Every line that contains "NullElement" must be located and copied from the data.

━━ SOURCE DATA

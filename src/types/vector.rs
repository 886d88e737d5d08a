// Copyright (c) 2025 Varshith Gudur. Licensed under AGPLv3.
//! Dense f32 vector.

use core::ops::Index;

/// A validated vector: every element present, length fixed at construction.
#[derive(Clone, Debug, PartialEq, Default)]
pub struct Vector {
    data: Vec<f32>,
}

impl Vector {
    pub fn new(data: Vec<f32>) -> Self {
        Self { data }
    }

    /// Number of dimensions.
    pub fn dim(&self) -> usize {
        self.data.len()
    }

    pub fn is_empty(&self) -> bool {
        self.data.is_empty()
    }

    pub fn as_slice(&self) -> &[f32] {
        &self.data
    }

    pub fn into_inner(self) -> Vec<f32> {
        self.data
    }
}

impl From<Vec<f32>> for Vector {
    fn from(data: Vec<f32>) -> Self {
        Self::new(data)
    }
}

impl<'a> IntoIterator for &'a Vector {
    type Item = &'a f32;
    type IntoIter = core::slice::Iter<'a, f32>;

    fn into_iter(self) -> Self::IntoIter {
        self.data.iter()
    }
}

impl Index<usize> for Vector {
    type Output = f32;

    fn index(&self, index: usize) -> &Self::Output {
        &self.data[index]
    }
}
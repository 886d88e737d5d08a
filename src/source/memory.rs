//! In-memory row source.

use crate::error::Result;
use crate::source::{RowSource, SourceRow};

#[derive(Clone, Debug, Default)]
pub struct MemoryRowSource {
    rows: Vec<SourceRow>,
}

impl MemoryRowSource {
    pub fn new(rows: Vec<SourceRow>) -> Self {
        Self { rows }
    }

    /// Fully populated rows from `(id, embedding)` pairs.
    pub fn from_pairs<V: AsRef<[f32]>>(pairs: impl IntoIterator<Item = (i32, V)>) -> Self {
        Self::new(
            pairs
                .into_iter()
                .map(|(id, v)| SourceRow::new(id, v.as_ref()))
                .collect(),
        )
    }

    pub fn push(&mut self, row: SourceRow) {
        self.rows.push(row);
    }

    pub fn len(&self) -> usize {
        self.rows.len()
    }

    pub fn is_empty(&self) -> bool {
        self.rows.is_empty()
    }
}

impl RowSource for MemoryRowSource {
    fn fetch(&mut self) -> Result<Vec<SourceRow>> {
        Ok(self.rows.clone())
    }
}
use clap::{Parser, Subcommand};
use flatknn_cli::commands::flat::{self, FlatArgs};
use flatknn_cli::commands::table::{self, TableArgs};
use flatknn_cli::commands::ScanOpts;
use flatknn_cli::telemetry;

#[derive(Parser)]
#[command(name = "flatknn")]
#[command(about = "Exact k-nearest-neighbor search under squared L2", long_about = None)]
struct Cli {
    #[command(flatten)]
    scan: ScanOpts,

    #[command(subcommand)]
    command: Commands,
}

#[derive(Subcommand)]
enum Commands {
    /// Search a flat n*d dataset; prints zero-based row indices
    Flat(FlatArgs),
    /// Search every row of a row file; prints row identifiers
    Table(TableArgs),
}

fn main() -> anyhow::Result<()> {
    telemetry::init_tracing();

    let cli = Cli::parse();

    match &cli.command {
        Commands::Flat(args) => flat::run(args, &cli.scan),
        Commands::Table(args) => table::run(args, &cli.scan),
    }
}
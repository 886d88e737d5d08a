// Copyright (c) 2025 Varshith Gudur. Licensed under AGPLv3.
use tracing_subscriber::{layer::SubscriberExt, util::SubscriberInitExt};

/// Logs go to stderr so stdout stays machine-readable.
pub fn init_tracing() {
    let _ = tracing_subscriber::registry()
        .with(tracing_subscriber::EnvFilter::new(
            std::env::var("RUST_LOG").unwrap_or_else(|_| "flatknn=info,flatknn_cli=info".into()),
        ))
        .with(tracing_subscriber::fmt::layer().with_writer(std::io::stderr))
        .try_init();
}
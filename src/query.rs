// Copyright (c) 2025 Varshith Gudur. Licensed under AGPLv3.
//! The two search operations.
//!
//! Both run synchronously to completion and build everything they need from
//! scratch: validate inputs, build a [`FlatDataset`], scan it, and (for the
//! table flow) translate positions back to row identifiers. Any failure aborts
//! the call before a partial dataset is searched.

use crate::codec::{ArrayCodec, Float4Codec, RawArray};
use crate::config::SearchConfig;
use crate::dataset::{check_dim, check_max_dim, clamp_k, positive, DatasetBuilder, FlatDataset, SearchParams};
use crate::error::{KnnError, Result};
use crate::index::{BruteForceIndex, Neighbor, VectorIndex};
use crate::remap::{check_positions, IdentifierTable, ScoredId};
use crate::source::RowSource;
use crate::types::id::RowId;
use crate::types::vector::Vector;

#[derive(Clone, Debug, Default)]
pub struct QueryEngine<C: ArrayCodec = Float4Codec> {
    config: SearchConfig,
    codec: C,
}

impl QueryEngine<Float4Codec> {
    pub fn new(config: SearchConfig) -> Self {
        Self::with_codec(config, Float4Codec)
    }
}

impl<C: ArrayCodec> QueryEngine<C> {
    pub fn with_codec(config: SearchConfig, codec: C) -> Self {
        Self { config, codec }
    }

    pub fn config(&self) -> &SearchConfig {
        &self.config
    }

    pub fn codec(&self) -> &C {
        &self.codec
    }

    /// Ad-hoc search over `data`, an `n * d` row-major buffer.
    /// Returns zero-based row positions, nearest first, `min(k, n)` of them.
    pub fn search_flat(
        &self,
        query: &RawArray,
        data: &RawArray,
        n: i64,
        d: i64,
        k: i64,
    ) -> Result<Vec<usize>> {
        Ok(self
            .search_flat_scored(query, data, n, d, k)?
            .into_iter()
            .map(|nb| nb.position)
            .collect())
    }

    /// Like [`search_flat`](Self::search_flat), keeping distances.
    pub fn search_flat_scored(
        &self,
        query: &RawArray,
        data: &RawArray,
        n: i64,
        d: i64,
        k: i64,
    ) -> Result<Vec<Neighbor>> {
        let query = self.codec.decode_vector(query)?;
        let data = self.codec.decode_vector(data)?;

        let params = SearchParams::validate(n, d, k)?;
        check_dim("query vector", params.d, &query)?;
        let dataset = FlatDataset::new(params.n, params.d, data.into_inner())?;
        let k = clamp_k(params.k, dataset.len());

        tracing::debug!(n = params.n, d = params.d, k, "flat search");

        ranked(&BruteForceIndex::with_config(&dataset, self.config), &query, k)
    }

    /// [`search_flat`](Self::search_flat) encoded back into a host array.
    pub fn search_flat_array(
        &self,
        query: &RawArray,
        data: &RawArray,
        n: i64,
        d: i64,
        k: i64,
    ) -> Result<RawArray> {
        let positions = self.search_flat(query, data, n, d, k)?;
        let ids = positions
            .into_iter()
            .map(|p| i32::try_from(p).map_err(|_| KnnError::InvalidParameter { name: "n", value: n }))
            .collect::<Result<Vec<i32>>>()?;
        Ok(self.codec.encode_ids(&ids))
    }

    /// Searches every row of `source`; the dimension comes from `query`.
    /// Returns row identifiers, nearest first. An empty source yields an empty result.
    pub fn search_table<S: RowSource + ?Sized>(
        &self,
        source: &mut S,
        query: &RawArray,
        k: i64,
    ) -> Result<Vec<RowId>> {
        Ok(self
            .search_table_scored(source, query, k)?
            .into_iter()
            .map(|hit| hit.id)
            .collect())
    }

    pub fn search_table_scored<S: RowSource + ?Sized>(
        &self,
        source: &mut S,
        query: &RawArray,
        k: i64,
    ) -> Result<Vec<ScoredId>> {
        let k = positive("k", k)?;

        let query = self.codec.decode_vector(query)?;
        if query.is_empty() {
            return Err(KnnError::InvalidParameter { name: "query length", value: 0 });
        }
        let d = query.dim();
        check_max_dim("query length", d)?;

        let rows = source.fetch()?;
        tracing::debug!(rows = rows.len(), d, "fetched rows");
        if rows.is_empty() {
            return Ok(Vec::new());
        }

        let mut ids = IdentifierTable::with_capacity(rows.len());
        let mut builder = DatasetBuilder::with_capacity(d, rows.len());

        for (i, row) in rows.iter().enumerate() {
            let id = row.id.ok_or_else(|| KnnError::NullElement {
                what: format!("row {} id", i),
            })?;
            let embedding = row.embedding.as_ref().ok_or_else(|| KnnError::NullElement {
                what: format!("row {} embedding", i),
            })?;

            let vector = self.codec.decode_vector(embedding)?;
            builder.push(i, &vector)?;
            ids.push(RowId(id));
        }

        let dataset = builder.finish();
        let k = clamp_k(k, dataset.len());

        tracing::debug!(n = dataset.len(), d, k, "table search");

        let neighbors = BruteForceIndex::with_config(&dataset, self.config).search(&query, k)?;
        ids.remap_scored(&neighbors)
    }

    /// [`search_table`](Self::search_table) encoded back into a host array.
    pub fn search_table_array<S: RowSource + ?Sized>(
        &self,
        source: &mut S,
        query: &RawArray,
        k: i64,
    ) -> Result<RawArray> {
        let ids: Vec<i32> = self
            .search_table(source, query, k)?
            .into_iter()
            .map(|id| id.0)
            .collect();
        Ok(self.codec.encode_ids(&ids))
    }
}

/// Searches `index`, then checks every returned position against its length.
fn ranked<I: VectorIndex + ?Sized>(index: &I, query: &Vector, k: usize) -> Result<Vec<Neighbor>> {
    let neighbors = index.search(query, k)?;
    check_positions(&neighbors, index.len())?;
    Ok(neighbors)
}

/// Ad-hoc search with the default engine.
pub fn search_flat(query: &RawArray, data: &RawArray, n: i64, d: i64, k: i64) -> Result<Vec<usize>> {
    QueryEngine::new(SearchConfig::default()).search_flat(query, data, n, d, k)
}

/// Table-backed search with the default engine.
pub fn search_table<S: RowSource + ?Sized>(source: &mut S, query: &RawArray, k: i64) -> Result<Vec<RowId>> {
    QueryEngine::new(SearchConfig::default()).search_table(source, query, k)
}

#[cfg(test)]
mod tests {
    use super::*;
    use crate::error::ErrorKind;

    /// Reports one row but answers with a position past it.
    struct OffByOne;

    impl VectorIndex for OffByOne {
        fn len(&self) -> usize {
            1
        }

        fn search(&self, _query: &Vector, _k: usize) -> Result<Vec<Neighbor>> {
            Ok(vec![Neighbor::new(0.0, 0), Neighbor::new(0.0, 1)])
        }
    }

    #[test]
    fn test_ranked_rejects_out_of_range_position() {
        let err = ranked(&OffByOne, &Vector::new(vec![0.0]), 2).unwrap_err();
        assert_eq!(err.kind(), ErrorKind::InternalConsistency);
        assert!(matches!(err, KnnError::InternalConsistency { position: 1, len: 1 }));
    }

    #[test]
    fn test_ranked_passes_valid_positions() {
        let ds = FlatDataset::new(2, 1, vec![3.0, 1.0]).unwrap();
        let hits = ranked(&BruteForceIndex::new(&ds), &Vector::new(vec![0.0]), 2).unwrap();
        assert_eq!(hits, vec![Neighbor::new(1.0, 1), Neighbor::new(9.0, 0)]);
    }
}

━━━━

YOUR SOLUTION:
            let id = row.id.ok_or_else(|| KnnError::NullElement {
            let embedding = row.embedding.as_ref().ok_or_else(|| KnnError::NullElement {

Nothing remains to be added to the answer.